Nehru and the China-Tibet blunder
In the year 1950, two momentous events shook Asia and the world. One was the Chinese invasion of Tibet, and the other, Chinese intervention in the Korean War. The first was near, on India’s borders, the other, far away in the Korean Peninsula where India had little at stake. By all canons of logic, India should have devoted utmost attention to the immediate situation in Tibet, and let interested parties like China and the U.S. sort it out in Korea. But Jawaharlal Nehru, India’s Prime Minister, did exactly the opposite. He treated the Tibetan crisis in a haphazard fashion, while getting heavily involved in Korea. India today is paying for this folly by being the only country of its size in the world without an official boundary with its giant neighbor. Tibet soon disappeared from the map. As in Kashmir, Nehru sacrificed national interest at home in pursuit of international glory abroad.
India at the time maintained missions in Lhasa and Gyangtse. Due to the close relations that existed between India and Tibet going back centuries and also because of the unsettled conditions in China, Tibet’s transactions with the outside world were conducted mainly through India. Well into 1950, the Indian Government regarded Tibet as a free country.
The Chinese announced their invasion of Tibet on 25 October 1950. According to them, it was to ‘free Tibet from imperialist forces’, and consolidate its border with India. Nehru announced that he and the Indian Government were "extremely perplexed and disappointed with the Chinese Government’s action..." Nehru also complained that he had been "led to believe by the Chinese Foreign Office that the Chinese would settle the future of Tibet in a peaceful manner by direct negotiation with the representatives of Tibet…"

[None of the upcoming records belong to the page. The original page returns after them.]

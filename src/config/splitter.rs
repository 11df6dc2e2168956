//! Splits a rendered YAML stream into documents.
//!
//! Boundary detection runs on raw bytes with a small state machine, so it works
//! on text that is not (yet) valid YAML. A boundary is a line made of exactly
//! three dashes, optionally followed by spaces or tabs and an optional `#`
//! comment. `----` or `--- foo` are ordinary content.

use std::borrow::Cow;
use std::ops::Range;
use std::path::{Path, PathBuf};
use std::sync::Arc;

/// One `---`-delimited section of the rendered stream.
#[derive(Debug, Clone, PartialEq, Eq)]
pub struct Document {
    /// Position among the non-empty documents of the stream, from 0.
    pub index: usize,
    /// Line of the stream where the document starts, from 0.
    pub line: usize,
    /// Byte range of the document in the rendered stream.
    pub range: Range<usize>,
    pub content: Vec<u8>,
    /// Where the rendered stream was written, for error messages.
    pub render_file_path: PathBuf,
}

impl Document {
    #[must_use]
    pub fn content_str(&self) -> Cow<'_, str> {
        String::from_utf8_lossy(&self.content)
    }

    /// `<render file>:<line> (document #<n>)`, both numbers 1-based.
    #[must_use]
    pub fn location(&self) -> String {
        format!(
            "{}:{} (document #{})",
            self.render_file_path.display(),
            self.line + 1,
            self.index + 1
        )
    }
}

#[derive(Debug, Clone, Copy, PartialEq, Eq)]
enum State {
    LineBegin,
    RegularLine,
    DocDash1,
    DocDash2,
    DocDash3,
    DocSpaces,
    DocComment,
}

impl State {
    const fn is_separator_line(self) -> bool {
        matches!(self, Self::DocDash3 | Self::DocSpaces | Self::DocComment)
    }
}

/// Byte ranges of every document in `content`, empty ones included.
///
/// Ranges exclude the separator lines themselves.
#[must_use]
pub fn split_content(content: &[u8]) -> Vec<Range<usize>> {
    let mut ranges = Vec::new();
    let mut state = State::LineBegin;
    let mut doc_start = 0;
    // Bytes of the current line that belong to a candidate separator.
    let mut separator_len = 0;

    for (index, &byte) in content.iter().enumerate() {
        state = match (state, byte) {
            (State::DocComment, b'\n') | (State::DocDash3 | State::DocSpaces, b'\n') => {
                ranges.push(doc_start..index - separator_len);
                doc_start = index + 1;
                separator_len = 0;
                State::LineBegin
            }
            (_, b'\n') => {
                separator_len = 0;
                State::LineBegin
            }
            (State::DocComment, _) => {
                separator_len += 1;
                State::DocComment
            }
            (State::LineBegin, b'-') => {
                separator_len = 1;
                State::DocDash1
            }
            (State::DocDash1, b'-') => {
                separator_len += 1;
                State::DocDash2
            }
            (State::DocDash2, b'-') => {
                separator_len += 1;
                State::DocDash3
            }
            (State::DocDash3 | State::DocSpaces, b' ' | b'\t' | b'\r') => {
                separator_len += 1;
                State::DocSpaces
            }
            (State::DocDash3 | State::DocSpaces, b'#') => {
                separator_len += 1;
                State::DocComment
            }
            _ => State::RegularLine,
        };
    }

    if doc_start < content.len() {
        let end =
            if state.is_separator_line() { content.len() - separator_len } else { content.len() };
        ranges.push(doc_start..end);
    }

    ranges
}

/// Returns `true` if the document holds nothing but blank lines and comments.
#[must_use]
pub fn is_empty_document(content: &[u8]) -> bool {
    content.split(|b| *b == b'\n').all(|line| {
        let trimmed = line.trim_ascii_start();
        trimmed.is_empty() || trimmed.starts_with(b"#")
    })
}

fn line_count(content: &[u8]) -> usize {
    if content.is_empty() {
        return 0;
    }
    let newlines = content.iter().filter(|b| **b == b'\n').count();
    if content.ends_with(b"\n") { newlines } else { newlines + 1 }
}

/// Splits the rendered stream into non-empty documents carrying their start line.
#[must_use]
pub fn split_by_docs(content: &[u8], render_file_path: &Path) -> Vec<Arc<Document>> {
    let mut docs = Vec::new();
    let mut line = 0;

    for range in split_content(content) {
        let doc_content = &content[range.clone()];
        if !is_empty_document(doc_content) {
            docs.push(Arc::new(Document {
                index: docs.len(),
                line,
                range,
                content: doc_content.to_vec(),
                render_file_path: render_file_path.to_path_buf(),
            }));
        }

        // The separator line that follows accounts for the extra line.
        line += line_count(doc_content) + 1;
    }

    docs
}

This was not true, for in September 1949, more than a year before the Chinese invasion, Nehru himself had written: "Chinese communists are likely to invade Tibet." The point to note is that Nehru, by sending mixed signals, showing more interest in Korea than in Tibet, had encouraged the Chinese invasion; the Chinese had made no secret of their desire to invade Tibet. In spite of this, Nehru’s main interest was to sponsor China as a member of the UN Security Council instead of safeguarding Indian interests in Tibet.
Because of this, when the Chinese were moving troops into Tibet, there was little concern in Indian official circles. Panikkar, the Indian Ambassador in Beijing, went so far as to pretend that there was ‘lack of confirmation’ of the presence of Chinese troops in Tibet and that to protest the Chinese invasion of Tibet would be an "interference to India’s efforts on behalf of China in the UN". So Panikkar was more interested in protecting Chinese interests in the UN than India’s own interests on the Tibetan border! Nehru agreed with his Ambassador. He wrote, "our primary consideration is maintenance of world peace… Recent developments in Korea have not strengthened China’s position, which will be further weakened by any aggressive action [by India] in Tibet." So Nehru was ready to sacrifice India’s national security interests in Tibet so as not to weaken China’s case in the UN!

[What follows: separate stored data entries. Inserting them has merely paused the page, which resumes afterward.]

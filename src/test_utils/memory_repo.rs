//! An in-memory [`LocalGitRepo`] for resolver unit tests.

use anyhow::{Result, anyhow};
use std::collections::BTreeMap;

use crate::git::LocalGitRepo;

/// A single fake commit: a map of project-relative paths to contents.
#[derive(Debug, Clone, Default)]
pub struct MemoryGitRepo {
    files: BTreeMap<String, Vec<u8>>,
    origin_url: Option<String>,
}

impl MemoryGitRepo {
    /// Id reported as the head commit.
    pub const HEAD: &'static str = "0123456789abcdef0123456789abcdef01234567";

    #[must_use]
    pub fn new() -> Self {
        Self::default()
    }

    /// Adds `path` with `content` to the commit.
    #[must_use]
    pub fn with_file(mut self, path: &str, content: impl AsRef<[u8]>) -> Self {
        self.files.insert(path.to_string(), content.as_ref().to_vec());
        self
    }

    #[must_use]
    pub fn with_origin_url(mut self, url: &str) -> Self {
        self.origin_url = Some(url.to_string());
        self
    }

    fn check_commit(commit: &str) -> Result<()> {
        if commit == Self::HEAD {
            Ok(())
        } else {
            Err(anyhow!("unknown commit {commit}"))
        }
    }
}

impl LocalGitRepo for MemoryGitRepo {
    fn head_commit(&self) -> Result<String> {
        Ok(Self::HEAD.to_string())
    }

    fn read_commit_file(&self, commit: &str, path: &str) -> Result<Vec<u8>> {
        Self::check_commit(commit)?;
        self.files.get(path).cloned().ok_or_else(|| anyhow!("path '{path}' does not exist in {commit}"))
    }

    fn is_commit_file_exist(&self, commit: &str, path: &str) -> Result<bool> {
        Self::check_commit(commit)?;
        Ok(self.files.contains_key(path))
    }

    fn is_commit_directory_exist(&self, commit: &str, path: &str) -> Result<bool> {
        Self::check_commit(commit)?;
        let prefix = format!("{}/", path.trim_end_matches('/'));
        Ok(self.files.keys().any(|file| file.starts_with(&prefix)))
    }

    fn commit_file_paths(&self, commit: &str) -> Result<Vec<String>> {
        Self::check_commit(commit)?;
        Ok(self.files.keys().cloned().collect())
    }

    fn remote_origin_url(&self) -> Result<Option<String>> {
        Ok(self.origin_url.clone())
    }
}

It is nothing short of tragedy that the two greatest influences on Nehru at this crucial juncture in history were Krishna Menon and K.M. Panikkar, both communists. Panikkar, while nominally serving as Indian ambassador in China, became practically a spokesman for Chinese interests in Tibet. Sardar Patel remarked that Panikkar "has been at great pains to find an explanation or justification for Chinese policy and actions." India eventually gave up its right to have a diplomatic mission in Lhasa on the ground that it was an ‘imperialist legacy’. This led to Nehru’s discredited ‘Hindi-Chini Bhai Bhai’. Mao had no reciprocal affection for India and never spoke of ‘Chini-Hindi Bhai Bhai’ — or its Chinese equivalent. Far from it, he had only contempt for India and its leaders. Mao respected only the strong who would oppose him, and not the weak who bent over backwards to please him.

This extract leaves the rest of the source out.